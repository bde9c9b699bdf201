use std::error::Error;

use cellgrid::{Grid, GridPoint, GridSize};
use gridscene::{
    CellSize, DragTracker, RegionSelector, SceneMapper, ScenePoint, SelectionStage,
};
use rand::rngs::StdRng;
use rand::SeedableRng;

mod panel;

pub struct Highlight {
    pub lit: bool,
}

const GRID_SIZE: GridSize = GridSize::new(5, 5);
const CELL_SIZE: CellSize = CellSize::square(10.0);

// One recorded gesture sweeping from the lower-left corner across the
// whole grid, the way a pointer drag arrives from the input layer.
const DRAG_SCRIPT: [(ScenePoint, ScenePoint); 4] = [
    (ScenePoint::new(-25.0, -25.0), ScenePoint::new(-8.0, -8.0)),
    (ScenePoint::new(-25.0, -25.0), ScenePoint::new(3.0, 6.0)),
    (ScenePoint::new(-25.0, -25.0), ScenePoint::new(14.0, 2.0)),
    (ScenePoint::new(-25.0, -25.0), ScenePoint::new(25.0, 25.0)),
];

fn main() -> Result<(), Box<dyn Error>> {
    env_logger::init();

    let mut grid = Grid::centered(GRID_SIZE, false, |_| Highlight { lit: false })?;
    let mut tracker = DragTracker::new();
    let mut stage = SelectionStage::new();

    println!(
        "{}, {} x {} pixel cells",
        grid, CELL_SIZE.width, CELL_SIZE.height
    );

    for (start, end) in DRAG_SCRIPT {
        tracker.drag_to(start, end);

        let Some((from, to)) = tracker.vertices() else {
            continue;
        };

        let overlapped: Vec<GridPoint> = {
            let selector = RegionSelector::new(SceneMapper::new(&grid, CELL_SIZE));
            selector
                .overlapped_cells(from, to)
                .iter()
                .map(|cell| cell.grid_position())
                .collect()
        };

        let diff = stage.restage(overlapped);
        for position in &diff.entered {
            grid.cell_at_mut(*position)?.contents.lit = true;
        }
        for position in &diff.exited {
            grid.cell_at_mut(*position)?.contents.lit = false;
        }

        log::info!(
            "drag to {}: {} staged, {} entered, {} exited",
            to,
            stage.staged().len(),
            diff.entered.len(),
            diff.exited.len()
        );
    }

    println!("{}", panel::render(&grid));

    let probes = [
        ScenePoint::new(0.0, 0.0),
        ScenePoint::new(18.0, -7.0),
        ScenePoint::new(80.0, 80.0),
    ];
    for probe in probes {
        println!("mouse {} -> {}", probe, panel::readout(&grid, CELL_SIZE, probe));
    }

    let window = grid.subgrid(GridPoint::ZERO, GridSize::new(3, 3))?;
    let lit = window.iter().filter(|cell| cell.contents.lit).count();
    println!("{} of {} cells lit around the origin", lit, window.len());

    let mut rng = StdRng::seed_from_u64(1);
    let picked = grid.random_cell(&mut rng)?.grid_position();
    println!("random cell: {}", picked);

    tracker.release();
    let cleared = stage.clear();
    for position in &cleared.exited {
        grid.cell_at_mut(*position)?.contents.lit = false;
    }
    log::info!("selection cleared, {} cells released", cleared.exited.len());

    Ok(())
}
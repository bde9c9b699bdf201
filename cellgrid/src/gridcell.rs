use std::fmt;
use std::hash::{Hash, Hasher};

use crate::gridpoint::GridPoint;

/// A single unit of grid content. The position is fixed at construction;
/// the contents are an opaque payload the grid never inspects.
pub struct GridCell<T> {
    grid_position: GridPoint,
    pub contents: T,
}

impl<T> GridCell<T> {
    pub(crate) fn new(grid_position: GridPoint, contents: T) -> Self {
        GridCell { grid_position, contents }
    }

    pub fn grid_position(&self) -> GridPoint {
        self.grid_position
    }
}

// Two cells at the same position are the same cell, whatever they hold.
impl<T> PartialEq for GridCell<T> {
    fn eq(&self, other: &Self) -> bool {
        self.grid_position == other.grid_position
    }
}

impl<T> Eq for GridCell<T> {}

impl<T> Hash for GridCell<T> {
    fn hash<H: Hasher>(&self, state: &mut H) {
        self.grid_position.hash(state);
    }
}

impl<T> fmt::Debug for GridCell<T> {
    fn fmt(&self, f: &mut fmt::Formatter<'_>) -> fmt::Result {
        write!(f, "GridCell{}", self.grid_position)
    }
}
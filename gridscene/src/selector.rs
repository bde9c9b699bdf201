use cellgrid::{Grid, GridCell, GridPoint};

use crate::mapper::SceneMapper;
use crate::scenepoint::ScenePoint;

/// Resolves a rubber-band rectangle, given as any two opposite corners in
/// scene space, into the cells whose centers it covers.
pub struct RegionSelector<'g, T> {
    mapper: SceneMapper<'g, T>,
}

impl<'g, T> RegionSelector<'g, T> {
    pub fn new(mapper: SceneMapper<'g, T>) -> Self {
        RegionSelector { mapper }
    }

    pub fn grid(&self) -> &'g Grid<T> {
        self.mapper.grid()
    }

    /// The covered cells, grouped by x ascending with each column's y range
    /// ascending, each cell exactly once. Corners may arrive in any of the
    /// four diagonal orders and may lie past the grid edge; only on-grid
    /// positions are collected.
    pub fn overlapped_cells(
        &self,
        corner_a: ScenePoint,
        corner_b: ScenePoint,
    ) -> Vec<&'g GridCell<T>> {
        // Canonicalize each axis on its own. This is not a whole-point
        // swap: a drag toward the upper left mixes coordinates from both
        // corners.
        let virtual_start = ScenePoint::new(
            corner_a.x.min(corner_b.x),
            corner_a.y.max(corner_b.y),
        );
        let virtual_end = ScenePoint::new(
            corner_a.x.max(corner_b.x),
            corner_a.y.min(corner_b.y),
        );

        let start = self.mapper.convert(virtual_start);
        let end = self.mapper.convert(virtual_end);

        let first_x = start.x.min(end.x);
        let last_x = start.x.max(end.x);
        let first_y = start.y.min(end.y);
        let last_y = start.y.max(end.y);

        let grid = self.mapper.grid();
        let mut covered = Vec::new();

        for x in first_x..=last_x {
            for y in first_y..=last_y {
                let position = GridPoint::new(x, y);
                if !grid.is_on_grid(position) {
                    continue;
                }

                if let Ok(cell) = grid.cell_at(position) {
                    covered.push(cell);
                }
            }
        }

        covered
    }
}
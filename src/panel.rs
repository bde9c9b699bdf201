use cellgrid::Grid;
use gridscene::{CellSize, SceneMapper, ScenePoint};

use crate::Highlight;

// Rows come out in backing-array order, which is already top to bottom.
pub fn render(grid: &Grid<Highlight>) -> String {
    let width = grid.size().width;
    if width <= 0 {
        return String::new();
    }

    let mut out = String::new();
    for (i, cell) in grid.iter().enumerate() {
        out.push(if cell.contents.lit { '#' } else { '.' });
        if (i + 1) % width as usize == 0 {
            out.push('\n');
        } else {
            out.push(' ');
        }
    }

    out
}

pub fn readout(grid: &Grid<Highlight>, cell_size: CellSize, position: ScenePoint) -> String {
    let mapper = SceneMapper::new(grid, cell_size);

    match mapper.scene_to_grid(position) {
        Some(on_grid) => format!("{}", on_grid),
        None => String::from("Out of bounds"),
    }
}
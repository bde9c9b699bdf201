use std::ops;
use std::fmt;

#[derive(PartialEq, Debug, Copy, Clone)]
pub struct ScenePoint {
    pub x: f32,
    pub y: f32,
}

#[derive(PartialEq, Debug, Copy, Clone)]
pub struct CellSize {
    pub width: f32,
    pub height: f32,
}

impl ScenePoint {
    pub const ZERO: ScenePoint = ScenePoint { x: 0.0, y: 0.0 };

    pub const fn new(x: f32, y: f32) -> Self {
        ScenePoint { x, y }
    }
}

impl CellSize {
    pub const fn new(width: f32, height: f32) -> Self {
        CellSize { width, height }
    }

    pub const fn square(side: f32) -> Self {
        CellSize { width: side, height: side }
    }
}

impl ops::Add<ScenePoint> for ScenePoint {
    type Output = ScenePoint;

    fn add(self, rhs: ScenePoint) -> ScenePoint {
        ScenePoint { x: self.x + rhs.x, y: self.y + rhs.y }
    }
}

impl ops::Sub<ScenePoint> for ScenePoint {
    type Output = ScenePoint;

    fn sub(self, rhs: ScenePoint) -> ScenePoint {
        ScenePoint { x: self.x - rhs.x, y: self.y - rhs.y }
    }
}

impl ops::Mul<f32> for ScenePoint {
    type Output = ScenePoint;

    fn mul(self, rhs: f32) -> ScenePoint {
        ScenePoint { x: self.x * rhs, y: self.y * rhs }
    }
}

impl fmt::Display for ScenePoint {
    fn fmt(&self, f: &mut fmt::Formatter<'_>) -> fmt::Result {
        write!(f, "({:.1}, {:.1})", self.x, self.y)
    }
}
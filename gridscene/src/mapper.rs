use cellgrid::{Grid, GridPoint, Origin, YAxis};

use crate::scenepoint::{CellSize, ScenePoint};

/// Converts between continuous scene-space points and discrete grid
/// positions. Borrows the grid; owns no grid state of its own.
pub struct SceneMapper<'g, T> {
    grid: &'g Grid<T>,
    cell_size: CellSize,
}

impl<'g, T> SceneMapper<'g, T> {
    pub fn new(grid: &'g Grid<T>, cell_size: CellSize) -> Self {
        SceneMapper { grid, cell_size }
    }

    pub fn grid(&self) -> &'g Grid<T> {
        self.grid
    }

    pub fn cell_size(&self) -> CellSize {
        self.cell_size
    }

    /// The grid position whose cell covers the given scene point, or None
    /// when the point falls outside the grid. No clamping happens here.
    ///
    /// The width's parity selects the rounding rule for both axes, so a
    /// grid with mixed-parity dimensions inherits the width behavior on y.
    pub fn scene_to_grid(&self, point: ScenePoint) -> Option<GridPoint> {
        let converted = self.convert(point);

        if self.grid.is_on_grid(converted) {
            Some(converted)
        } else {
            None
        }
    }

    /// Pure per-axis scale. Placing the result relative to the scene's
    /// origin is the renderer's concern, not the mapper's.
    pub fn grid_to_scene(&self, position: GridPoint) -> ScenePoint {
        ScenePoint::new(
            position.x as f32 * self.cell_size.width,
            position.y as f32 * self.cell_size.height,
        )
    }

    // Raw conversion with no bounds check. The region selector range-scans
    // from corners that may land past the grid edge.
    pub(crate) fn convert(&self, point: ScenePoint) -> GridPoint {
        let even_width = self.grid.size().width % 2 == 0;

        let x = if even_width {
            away_from_zero(point.x / self.cell_size.width)
        } else {
            let half_cell = -sign(point.x) * self.cell_size.width / 2.0;
            ((point.x - half_cell) / self.cell_size.width).trunc()
        };

        let y = if even_width {
            away_from_zero(point.y / self.cell_size.height)
        } else {
            let half_cell = -sign(point.y) * self.cell_size.height / 2.0;
            ((point.y - half_cell) / self.cell_size.height).trunc()
        };

        let y_flip = if self.grid.y_axis() == YAxis::UpIsPositive { -1.0 } else { 1.0 };
        let centered = GridPoint::new(x as i32, (y * y_flip) as i32);

        if self.grid.origin() == Origin::Center {
            centered
        } else {
            centered
                + GridPoint::new(self.grid.size().width / 2, self.grid.size().height / 2)
        }
    }
}

fn away_from_zero(v: f32) -> f32 {
    v.abs().ceil().copysign(v)
}

fn sign(v: f32) -> f32 {
    if v > 0.0 {
        1.0
    } else if v < 0.0 {
        -1.0
    } else {
        0.0
    }
}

--

Determine the number of lines in the data that include the string "ascending". Only that number belongs in the answer.

2